▶ WHAT TO DO
Looking at the data, count the lines where the word "docs" occurs and answer with only the number.

▶ AVAILABLE DATA

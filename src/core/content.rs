//! Content materialization.
//!
//! Decodes every file entry into the [`ContentIndex`]: images become
//! base64 data URIs, everything else UTF-8 text.

use futures::future::try_join_all;

use super::archive::{ArchiveEntry, EntryMap, file_entries};
use super::classify::{is_image_entry, mime_type_for};
use super::error::ArchiveError;
use crate::models::{ContentIndex, EntryContent};

/// Decode all file entries concurrently.
///
/// Every decode is started before any is awaited. The first failure
/// fails the whole call; no partial index is returned.
pub async fn materialize<E: ArchiveEntry>(
    entries: &EntryMap<E>,
) -> Result<ContentIndex, ArchiveError> {
    let decodes = file_entries(entries).map(|(path, entry)| decode_entry(path, entry));
    let decoded = try_join_all(decodes).await?;
    Ok(decoded.into_iter().collect())
}

async fn decode_entry<E: ArchiveEntry>(
    path: &str,
    entry: &E,
) -> Result<(String, EntryContent), ArchiveError> {
    let content = if is_image_entry(path) {
        let payload = entry.read_base64().await?;
        EntryContent::DataUri(data_uri(mime_type_for(path), &payload))
    } else {
        EntryContent::Text(entry.read_text().await?)
    };
    Ok((path.to_string(), content))
}

fn data_uri(mime: &str, base64_payload: &str) -> String {
    format!("data:{};base64,{}", mime, base64_payload)
}

#[cfg(test)]
mod tests {
    use base64::Engine;
    use base64::engine::general_purpose::STANDARD;

    use super::*;
    use crate::core::archive::test_support::MockEntry;

    fn map(items: Vec<(&str, MockEntry)>) -> EntryMap<MockEntry> {
        items
            .into_iter()
            .map(|(path, entry)| (path.to_string(), entry))
            .collect()
    }

    #[tokio::test]
    async fn test_text_and_images() {
        let png = [0x89, b'P', b'N', b'G', 0, 255];
        let entries = map(vec![
            ("docs/", MockEntry::dir()),
            ("docs/readme.md", MockEntry::file(b"# Hello")),
            ("docs/logo.png", MockEntry::file(&png)),
        ]);

        let index = materialize(&entries).await.unwrap();

        assert_eq!(index.len(), 2);
        assert!(!index.contains("docs/"));
        assert_eq!(
            index.get("docs/readme.md"),
            Some(&EntryContent::Text("# Hello".to_string()))
        );

        let uri = index.get("docs/logo.png").unwrap().as_str();
        let payload = uri
            .strip_prefix("data:image/png;base64,")
            .expect("png data uri prefix");
        assert_eq!(STANDARD.decode(payload).unwrap(), png);
    }

    #[tokio::test]
    async fn test_svg_uses_svg_mime() {
        let entries = map(vec![("icon.SVG", MockEntry::file(b"<svg/>"))]);
        let index = materialize(&entries).await.unwrap();

        assert!(
            index
                .get("icon.SVG")
                .unwrap()
                .as_str()
                .starts_with("data:image/svg+xml;base64,")
        );
    }

    #[tokio::test]
    async fn test_single_failure_fails_everything() {
        let entries = map(vec![
            ("a.md", MockEntry::file(b"a")),
            ("b.md", MockEntry::broken("crc mismatch")),
            ("c.png", MockEntry::file(b"c")),
        ]);

        let result = materialize(&entries).await;
        assert!(matches!(result, Err(ArchiveError::EntryDecode { .. })));
    }

    #[tokio::test]
    async fn test_empty_map() {
        let index = materialize(&EntryMap::<MockEntry>::new()).await.unwrap();
        assert!(index.is_empty());
    }
}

▶ SOLUTION TO THIS TASK
6